Write only the number of lines in the entries below that contain the string "files".

* Material shown *
- - -

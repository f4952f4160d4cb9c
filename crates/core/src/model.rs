use std::collections::BTreeMap;
use std::path::PathBuf;

use serde::{Deserialize, Serialize};

#[derive(Debug, Clone, Copy, Serialize, Deserialize, PartialEq, Eq, PartialOrd, Ord, Hash)]
#[serde(rename_all = "snake_case")]
pub enum Category {
    Image,
    Video,
    Document,
    Other,
}

impl Category {
    pub const ALL: [Category; 4] = [
        Category::Image,
        Category::Video,
        Category::Document,
        Category::Other,
    ];

    pub fn as_str(self) -> &'static str {
        match self {
            Category::Image => "image",
            Category::Video => "video",
            Category::Document => "document",
            Category::Other => "other",
        }
    }

    /// Plural name used in statistics and selection summaries.
    pub fn label(self) -> &'static str {
        match self {
            Category::Image => "Images",
            Category::Video => "Videos",
            Category::Document => "Documents",
            Category::Other => "Other",
        }
    }
}

/// One discovered file. Never mutated after the scanner creates it.
#[derive(Debug, Clone, Serialize, Deserialize, PartialEq, Eq)]
pub struct FileRecord {
    pub name: String,
    /// Lower-cased, with the leading `.`; empty when the name has no extension.
    pub extension: String,
    pub size_bytes: u64,
    pub path: PathBuf,
}

pub type CategoryCounts = BTreeMap<Category, u64>;

pub fn empty_counts() -> CategoryCounts {
    Category::ALL.iter().map(|category| (*category, 0)).collect()
}

/// Terminal output of one traversal.
///
/// `files` is sorted by name inside each chunk of the configured capacity, not
/// across chunk boundaries.
#[derive(Debug, Clone, Serialize, Deserialize, PartialEq, Eq)]
pub struct ScanResult {
    pub files: Vec<FileRecord>,
    pub counts: CategoryCounts,
    pub total_size_bytes: u64,
}

impl Default for ScanResult {
    fn default() -> Self {
        Self {
            files: Vec::new(),
            counts: empty_counts(),
            total_size_bytes: 0,
        }
    }
}

impl ScanResult {
    pub fn file_count(&self) -> usize {
        self.files.len()
    }

    pub fn count(&self, category: Category) -> u64 {
        self.counts.get(&category).copied().unwrap_or(0)
    }
}

#[derive(Debug, Clone, Serialize, Deserialize, PartialEq, Eq)]
pub struct DetailedRow {
    pub name: String,
    pub extension: String,
    pub size_bytes: u64,
    pub path: PathBuf,
}

impl From<&FileRecord> for DetailedRow {
    fn from(record: &FileRecord) -> Self {
        Self {
            name: record.name.clone(),
            extension: record.extension.clone(),
            size_bytes: record.size_bytes,
            path: record.path.clone(),
        }
    }
}

/// Image and video rows drop the extension column.
#[derive(Debug, Clone, Serialize, Deserialize, PartialEq, Eq)]
pub struct MediaRow {
    pub name: String,
    pub size_bytes: u64,
    pub path: PathBuf,
}

impl From<&FileRecord> for MediaRow {
    fn from(record: &FileRecord) -> Self {
        Self {
            name: record.name.clone(),
            size_bytes: record.size_bytes,
            path: record.path.clone(),
        }
    }
}

#[derive(Debug, Clone, Default, Serialize, Deserialize, PartialEq, Eq)]
pub struct CategoryBuckets {
    pub all: Vec<DetailedRow>,
    pub images: Vec<MediaRow>,
    pub videos: Vec<MediaRow>,
    pub documents: Vec<DetailedRow>,
    pub other: Vec<DetailedRow>,
}

impl CategoryBuckets {
    pub fn len_for(&self, category: Category) -> usize {
        match category {
            Category::Image => self.images.len(),
            Category::Video => self.videos.len(),
            Category::Document => self.documents.len(),
            Category::Other => self.other.len(),
        }
    }

    pub fn is_empty(&self) -> bool {
        self.all.is_empty()
    }
}

#[derive(Debug, Clone, Copy, Serialize, Deserialize, PartialEq, Eq, Hash)]
#[serde(rename_all = "snake_case")]
pub enum DeletionMode {
    /// Move to the platform trash / recycle bin.
    Trash,
    /// Unlink with no recovery path.
    Permanent,
}

#[derive(Debug, Clone, Serialize, Deserialize, PartialEq, Eq)]
pub struct DeletionRequest {
    pub paths: Vec<PathBuf>,
    pub mode: DeletionMode,
}

#[derive(Debug, Clone, Serialize, Deserialize, PartialEq, Eq)]
pub struct DeletionFailure {
    pub path: PathBuf,
    pub reason: String,
}

#[derive(Debug, Clone, Serialize, Deserialize, PartialEq, Eq)]
pub struct DeletionOutcome {
    pub mode: DeletionMode,
    /// Paths that still existed when the engine reached them.
    pub attempted: u64,
    pub failures: Vec<DeletionFailure>,
}

impl DeletionOutcome {
    pub fn succeeded(&self) -> u64 {
        self.attempted.saturating_sub(self.failures.len() as u64)
    }

    pub fn is_complete_success(&self) -> bool {
        self.failures.is_empty()
    }
}

#[derive(Debug, Clone, Copy, Serialize, Deserialize, PartialEq, Eq, Hash)]
#[serde(rename_all = "snake_case")]
pub enum PipelineStage {
    Scanning,
    Distributing,
}

#[derive(Debug, Clone, Serialize, Deserialize, PartialEq, Eq)]
pub struct ProgressEvent {
    pub stage: PipelineStage,
    pub seq: u64,
    pub percent: u8,
    pub processed: u64,
    pub total: u64,
}
use crate::model::{Category, DeletionMode, DeletionOutcome, ScanResult};

const MIB: f64 = 1024.0 * 1024.0;
const GIB: f64 = 1024.0 * 1024.0 * 1024.0;

/// Size column text, e.g. `10.00 MB`.
pub fn format_megabytes(bytes: u64) -> String {
    format!("{:.2} MB", bytes as f64 / MIB)
}

pub fn format_gigabytes(bytes: u64) -> String {
    format!("{:.2} GB", bytes as f64 / GIB)
}

pub fn group_thousands(value: u64) -> String {
    let digits = value.to_string();
    let mut out = String::with_capacity(digits.len() + digits.len() / 3);
    for (index, ch) in digits.chars().enumerate() {
        if index > 0 && (digits.len() - index) % 3 == 0 {
            out.push(',');
        }
        out.push(ch);
    }
    out
}

pub fn render_statistics_line(result: &ScanResult) -> String {
    let mut out = format!(
        "Directory Statistics: {} files ({})",
        group_thousands(result.file_count() as u64),
        format_gigabytes(result.total_size_bytes)
    );
    for category in Category::ALL {
        out.push_str(&format!(
            " | {}: {}",
            category.label(),
            group_thousands(result.count(category))
        ));
    }
    out
}

pub fn render_deletion_summary(outcome: &DeletionOutcome) -> String {
    if outcome.is_complete_success() {
        let verb = match outcome.mode {
            DeletionMode::Trash => "Moved to trash",
            DeletionMode::Permanent => "Deleted permanently",
        };
        return format!("{verb}: {} file(s).", outcome.succeeded());
    }

    let mut out = format!("Failed to delete {} file(s):\n", outcome.failures.len());
    for failure in &outcome.failures {
        out.push_str(&format!("{}: {}\n", failure.path.display(), failure.reason));
    }
    out
}
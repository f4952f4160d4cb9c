use std::sync::mpsc;
use std::thread;

use serde::{Deserialize, Serialize};

use crate::distribute::{distribute_with_callback, DistributeOptions};
use crate::error::PipelineError;
use crate::model::{CategoryBuckets, PipelineStage, ProgressEvent, ScanResult};
use crate::scan::{run_scan_with_callback, ScanOptions};

const PROGRESS_CHANNEL_BOUND: usize = 256;

#[derive(Debug, Clone, Serialize, Deserialize, PartialEq, Eq)]
pub struct PipelineOutput {
    pub result: ScanResult,
    pub buckets: CategoryBuckets,
}

/// Scans on one worker, then distributes on a second worker once the scan
/// result is complete.
///
/// Progress from both workers reaches `on_event` on the calling thread through
/// a bounded channel; the stages never overlap.
pub fn run_pipeline<F>(
    options: &ScanOptions,
    mut on_event: F,
) -> Result<PipelineOutput, PipelineError>
where
    F: FnMut(ProgressEvent),
{
    let (tx, rx) = mpsc::sync_channel(PROGRESS_CHANNEL_BOUND);
    let scan_options = options.clone();
    let scanner = thread::Builder::new()
        .name("file-sorter-scan".to_string())
        .spawn(move || {
            run_scan_with_callback(&scan_options, |event| {
                let _ = tx.send(event);
            })
        })
        .map_err(|source| PipelineError::WorkerSpawn {
            stage: PipelineStage::Scanning,
            source,
        })?;

    for event in rx {
        on_event(event);
    }
    let result = scanner
        .join()
        .map_err(|_| PipelineError::WorkerPanicked {
            stage: PipelineStage::Scanning,
        })??;

    let (tx, rx) = mpsc::sync_channel(PROGRESS_CHANNEL_BOUND);
    let distribute_options = DistributeOptions::from(options);
    let distributor = thread::Builder::new()
        .name("file-sorter-distribute".to_string())
        .spawn(move || {
            let buckets = distribute_with_callback(&result, &distribute_options, |event| {
                let _ = tx.send(event);
            });
            buckets.map(|buckets| PipelineOutput { result, buckets })
        })
        .map_err(|source| PipelineError::WorkerSpawn {
            stage: PipelineStage::Distributing,
            source,
        })?;

    for event in rx {
        on_event(event);
    }
    let output = distributor
        .join()
        .map_err(|_| PipelineError::WorkerPanicked {
            stage: PipelineStage::Distributing,
        })??;

    Ok(output)
}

- - -

* Answer to this problem *
5